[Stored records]
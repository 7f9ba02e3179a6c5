//! Soft gate: quality heuristics over hard-valid text.
//!
//! Scoring never fails. It measures a candidate fresh every time and
//! reports whatever issues it finds; the orchestrator decides what to do
//! with them.

use canon::prompt::IMPERATIVE_LEADS;
use canon::{Anchors, Role};
use serde::{Deserialize, Serialize};

use crate::config::LimitsConfig;
use crate::text::{
    lead_word, meaningful_tokens, sentence_count, split_sentences, tokenize, word_count,
};

/// Stock phrases that read as filler or break the voice.
pub const DISCOURAGED_PHRASES: &[&str] = &[
    "be mindful",
    "moving forward",
    "it is important to",
    "in conclusion",
    "the card suggests",
    "the card indicates",
    "this card",
    "trust the process",
    "the universe has",
    "journey of self-discovery",
];

/// Phrases that give direct advice wherever they appear.
const ADVICE_PHRASES: &[&str] = &["you should", "you must", "you need to"];

/// Minimum length of an anchor word that counts toward coverage.
const CONTENT_WORD_MIN_CHARS: usize = 5;

/// Commas in one sentence that suggest a list of themes.
const THEME_LIST_COMMAS: usize = 4;

/// Inputs that stay fixed while scoring candidates for one request.
#[derive(Debug, Clone, Copy)]
pub struct ScoringContext<'a> {
    pub role: Role,
    pub anchors: &'a Anchors,
    pub intention_text: &'a str,
    pub limits: &'a LimitsConfig,
}

/// Measurements of one candidate text.
#[derive(Debug, Clone, PartialEq, Serialize, Deserialize)]
pub struct DraftState {
    pub word_count: usize,
    pub sentence_count: usize,
    pub anchors_covered: usize,
    pub anchors_total: usize,
    pub discouraged_hits: usize,
    pub references_intention: bool,
}

impl DraftState {
    /// Fraction of anchors covered, in `0.0..=1.0`.
    pub fn coverage_ratio(&self) -> f32 {
        if self.anchors_total == 0 {
            return 1.0;
        }
        self.anchors_covered as f32 / self.anchors_total as f32
    }

    pub fn coverage_complete(&self) -> bool {
        self.anchors_covered >= self.anchors_total
    }
}

/// A single soft-gate finding.
#[derive(Debug, Clone, PartialEq, Eq, Serialize, Deserialize)]
#[serde(tag = "issue", rename_all = "snake_case")]
pub enum QualityIssue {
    IncompleteCoverage { covered: usize, total: usize },
    DiscouragedPhrases { hits: usize },
    OutsideTargetBand { words: usize, min: usize, max: usize },
    SentenceCountOutsideBand { sentences: usize, min: usize, max: usize },
    EmbeddedImperative { phrase: String },
    MissingIntentionReference,
    ThemeDump,
    ConditionalCount { found: usize },
}

impl std::fmt::Display for QualityIssue {
    fn fmt(&self, f: &mut std::fmt::Formatter<'_>) -> std::fmt::Result {
        match self {
            QualityIssue::IncompleteCoverage { covered, total } => {
                write!(f, "only {} of {} anchor statements are reflected", covered, total)
            }
            QualityIssue::DiscouragedPhrases { hits } => {
                write!(f, "{} stock phrases need plainer wording", hits)
            }
            QualityIssue::OutsideTargetBand { words, min, max } => {
                write!(f, "{} words; aim for {} to {}", words, min, max)
            }
            QualityIssue::SentenceCountOutsideBand { sentences, min, max } => {
                write!(f, "{} sentences; aim for {} to {}", sentences, min, max)
            }
            QualityIssue::EmbeddedImperative { phrase } => {
                write!(f, "gives direct advice (\"{}\")", phrase)
            }
            QualityIssue::MissingIntentionReference => {
                write!(f, "does not clearly refer back to the question")
            }
            QualityIssue::ThemeDump => write!(f, "lists themes instead of weaving them in"),
            QualityIssue::ConditionalCount { found } => {
                write!(
                    f,
                    "needs exactly one sentence beginning with \"If\", found {}",
                    found
                )
            }
        }
    }
}

/// Soft-gate result for one candidate.
#[derive(Debug, Clone, PartialEq, Serialize, Deserialize)]
pub struct QualityVerdict {
    pub state: DraftState,
    pub issues: Vec<QualityIssue>,
}

impl QualityVerdict {
    pub fn needs_repair(&self) -> bool {
        !self.issues.is_empty()
    }

    /// Complete coverage, few stock phrases, and inside the target band.
    pub fn is_clean_accept(&self, limits: &LimitsConfig) -> bool {
        self.state.coverage_complete()
            && self.state.discouraged_hits < limits.discouraged_hit_limit
            && limits.in_target_band(self.state.word_count)
    }

    /// Issues joined into one line for a rewrite prompt.
    pub fn reason(&self) -> String {
        self.issues
            .iter()
            .map(ToString::to_string)
            .collect::<Vec<_>>()
            .join("; ")
    }
}

/// Score a hard-valid candidate.
pub fn score(text: &str, ctx: &ScoringContext<'_>) -> QualityVerdict {
    let limits = ctx.limits;
    let lowered = text.to_lowercase();

    let anchors_total = ctx.anchors.iter().count();
    let anchors_covered = ctx
        .anchors
        .iter()
        .filter(|anchor| anchor_covered(anchor, &lowered))
        .count();

    let state = DraftState {
        word_count: word_count(text),
        sentence_count: sentence_count(text),
        anchors_covered,
        anchors_total,
        discouraged_hits: discouraged_hits(&lowered),
        references_intention: references_intention(ctx.intention_text, text),
    };

    let mut issues = Vec::new();

    if !state.coverage_complete() {
        issues.push(QualityIssue::IncompleteCoverage {
            covered: state.anchors_covered,
            total: state.anchors_total,
        });
    }
    if state.discouraged_hits >= limits.discouraged_hit_limit {
        issues.push(QualityIssue::DiscouragedPhrases {
            hits: state.discouraged_hits,
        });
    }
    if !limits.in_target_band(state.word_count) {
        issues.push(QualityIssue::OutsideTargetBand {
            words: state.word_count,
            min: limits.target_min_words,
            max: limits.target_max_words,
        });
    }
    if !limits.in_sentence_band(state.sentence_count) {
        issues.push(QualityIssue::SentenceCountOutsideBand {
            sentences: state.sentence_count,
            min: limits.min_sentences,
            max: limits.max_sentences,
        });
    }
    if let Some(phrase) = embedded_imperative(text) {
        issues.push(QualityIssue::EmbeddedImperative { phrase });
    }
    if !state.references_intention {
        issues.push(QualityIssue::MissingIntentionReference);
    }
    if is_theme_dump(text) {
        issues.push(QualityIssue::ThemeDump);
    }
    if ctx.role.requires_conditional() && limits.enforce_future_conditional {
        let found = conditional_sentences(text);
        if found != 1 {
            issues.push(QualityIssue::ConditionalCount { found });
        }
    }

    tracing::trace!(
        words = state.word_count,
        covered = state.anchors_covered,
        issues = issues.len(),
        "Scored candidate"
    );

    QualityVerdict { state, issues }
}

/// Whether an anchor is reflected in already lower-cased text.
///
/// Content words are anchor tokens of five or more characters. The
/// anchor counts as covered when at least two of them (or all of them,
/// if it has fewer) appear in the text. An anchor with no content words
/// is covered vacuously.
pub fn anchor_covered(anchor: &str, lowered_text: &str) -> bool {
    let mut content: Vec<String> = Vec::new();
    for token in tokenize(anchor) {
        if token.chars().count() >= CONTENT_WORD_MIN_CHARS && !content.contains(&token) {
            content.push(token);
        }
    }

    let required = content.len().min(2);
    let hits = content
        .iter()
        .filter(|word| lowered_text.contains(word.as_str()))
        .count();
    hits >= required
}

/// Occurrences of discouraged phrases in lower-cased text.
pub fn discouraged_hits(lowered_text: &str) -> usize {
    DISCOURAGED_PHRASES
        .iter()
        .map(|phrase| lowered_text.matches(phrase).count())
        .sum()
}

/// Whether the text shares enough vocabulary with the intention.
///
/// One shared meaningful token is enough for short intentions; five or
/// more meaningful tokens raise the bar to two. A text token matches an
/// intention token when equal or an inflection of it ("journeys").
pub fn references_intention(intention_text: &str, text: &str) -> bool {
    let intention = meaningful_tokens(intention_text);
    if intention.is_empty() {
        return true;
    }

    let required = if intention.len() >= 5 { 2 } else { 1 };
    let tokens = tokenize(text);
    let overlap = intention
        .iter()
        .filter(|wanted| tokens.iter().any(|t| t.starts_with(wanted.as_str())))
        .count();

    overlap >= required
}

/// Explicit theme wording or a sentence that reads as a list.
pub fn is_theme_dump(text: &str) -> bool {
    let lowered = text.to_lowercase();
    if lowered.contains("themes of") || lowered.contains("theme of") {
        return true;
    }
    split_sentences(text)
        .iter()
        .any(|s| s.matches(',').count() >= THEME_LIST_COMMAS)
}

/// An imperative anywhere other than the start of a sentence.
///
/// Catches clauses after `,` `;` `:` that open with a coaching verb,
/// and advice phrases such as "you should".
pub fn embedded_imperative(text: &str) -> Option<String> {
    let lowered = text.to_lowercase();
    if let Some(phrase) = ADVICE_PHRASES.iter().find(|p| contains_phrase(&lowered, p)) {
        return Some((*phrase).to_string());
    }

    split_sentences(text).into_iter().find_map(|sentence| {
        sentence
            .split([',', ';', ':'])
            .skip(1)
            .filter_map(lead_word)
            .find(|word| IMPERATIVE_LEADS.contains(&word.as_str()))
    })
}

/// Number of sentences that open with "If".
pub fn conditional_sentences(text: &str) -> usize {
    split_sentences(text)
        .into_iter()
        .filter_map(lead_word)
        .filter(|word| word == "if")
        .count()
}

fn contains_phrase(lowered: &str, phrase: &str) -> bool {
    lowered.match_indices(phrase).any(|(i, _)| {
        let before = lowered[..i].chars().next_back();
        let after = lowered[i + phrase.len()..].chars().next();
        !before.is_some_and(char::is_alphanumeric) && !after.is_some_and(char::is_alphanumeric)
    })
}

* [ACTIVITY]:
The reply should consist solely of the lines above from the one that has "a rewrite prompt." through the one that has "let anchors_total = ctx.anchors.iter().count();", reproduced exactly.

* [RESPONSE TO THIS EXERCISE]:
    /// Issues joined into one line for a rewrite prompt.
    pub fn reason(&self) -> String {
        self.issues
            .iter()
            .map(ToString::to_string)
            .collect::<Vec<_>>()
            .join("; ")
    }
}

/// Score a hard-valid candidate.
pub fn score(text: &str, ctx: &ScoringContext<'_>) -> QualityVerdict {
    let limits = ctx.limits;
    let lowered = text.to_lowercase();

    let anchors_total = ctx.anchors.iter().count();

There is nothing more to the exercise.